If AI can automatically process legal documents, generate code, and manage customer relationships, can the subscription-based SaaS business models survive?
Not all tech stocks are crashing; there were winners today too:
Eli Lilly surged 8%: Q4 earnings far exceeded expectations; 2026 guidance: revenue of $80-83 billion (expected $77.6 billion), EPS of $33.5-35 (expected $33.23); sales of weight-loss drug Zepbound grew 122%, diabetes drug Mounjaro grew 110%.
Super Micro Computer rose 10%: Q2 earnings beat expectations, raised full-year guidance to $40 billion (expected $36.1 billion); strong demand for AI servers.
Amgen rose 3.67%: Strong earnings boosted the stock, making healthcare one of the few safe havens today.
Uber fell 5%; Chipotle plunged 6%, these figures again confirming: US consumers are tightening their wallets.
Cryptocurrency: Falls Below $74,000, 16-Month Low
This afternoon, Bitcoin briefly fell below $73,000, hitting a new low since November 2024.
Ethereum fell below $2,200.
Why did Bitcoin fall harder than tech stocks?
Bitcoin has an extremely high correlation with the Nasdaq. When AMD triggered the chip stock crash and the Nasdaq fell 1.5%, Bitcoin, as the "king of risk assets," naturally fell more.
Interestingly, mining companies that pivoted to AI infrastructure also crashed today:
Cipher Mining fell over 10%; IREN fell over 10%; Hut 8 fell over 10%.
The reason? AMD's plunge made the market start questioning the return on investment in AI infrastructure. These companies just switched from "mining" to "AI computing power" and encountered fears of an AI bubble burst.

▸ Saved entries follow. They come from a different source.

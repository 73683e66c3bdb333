//! Common error handling utilities and conventions

/// Extension trait for adding context to errors consistently across crates
pub trait ErrorContext<T> {
    /// Add operation context to an error result
    fn with_context<F>(self, f: F) -> Result<T, String>
    where
        F: FnOnce() -> String;

    /// Add operation context with a static string
    fn with_context_str(self, context: &'static str) -> Result<T, String>;
}

impl<T, E> ErrorContext<T> for Result<T, E>
where
    E: std::fmt::Display,
{
    fn with_context<F>(self, f: F) -> Result<T, String>
    where
        F: FnOnce() -> String,
    {
        self.map_err(|err| format!("{}: {err}", f()))
    }

    fn with_context_str(self, context: &'static str) -> Result<T, String> {
        self.with_context(|| context.to_string())
    }
}

/// Standard result type for core operations
pub type CoreResult<T> = std::result::Result<T, CoreError>;

/// Core error types shared by the client and the CLI
#[derive(Debug, Clone, serde::Serialize, serde::Deserialize, thiserror::Error)]
pub enum CoreError {
    #[error("Invalid configuration: {message}")]
    InvalidConfig { message: String },

    #[error("Credential storage failed: {message}")]
    Storage { message: String },
}

impl CoreError {
    /// Create an invalid config error
    pub fn invalid_config(message: impl Into<String>) -> Self {
        Self::InvalidConfig {
            message: message.into(),
        }
    }

    /// Create a credential storage error
    pub fn storage_error(message: impl Into<String>) -> Self {
        Self::Storage {
            message: message.into(),
        }
    }
}

impl From<config::ConfigError> for CoreError {
    fn from(err: config::ConfigError) -> Self {
        Self::invalid_config(err.to_string())
    }
}

#[cfg(test)]
mod tests {
    use super::*;

    #[test]
    fn test_with_context_prefixes_message() {
        let result: Result<(), &str> = Err("disk full");
        let err = result.with_context_str("writing token").unwrap_err();
        assert_eq!(err, "writing token: disk full");
    }

    #[test]
    fn test_config_error_conversion() {
        let err = CoreError::from(config::ConfigError::NotFound("api.base_url".into()));
        assert!(matches!(err, CoreError::InvalidConfig { .. }));
        assert!(err.to_string().contains("api.base_url"));
    }
}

The only bright spot, TeraWulf rose 12%, due to acquiring two US sites, but this was an isolated case.
Hasegawa from Japanese crypto analysis firm Bitbank said: "$70,000 might be a key reference point for a short-term bottom. A substantial break below this level might require a major reset of market conditions."
Precious Metals: Gold Breaks $5,000, Momentum Strong
Gold extended its rebound, breaking through the $5,000 mark
Spot gold settled around $5,010-$5,050/oz, gaining over 2% intraday. This follows yesterday's surge of 6% (the largest single-day gain since 2008).
Silver continued its rally, rising 7%, reclaiming levels above $85.
Why can gold continue to rebound?
Falling from $5,600 last Friday to $4,400 on Monday, gold dropped over 20%. This plunge washed out leverage and created buying opportunities.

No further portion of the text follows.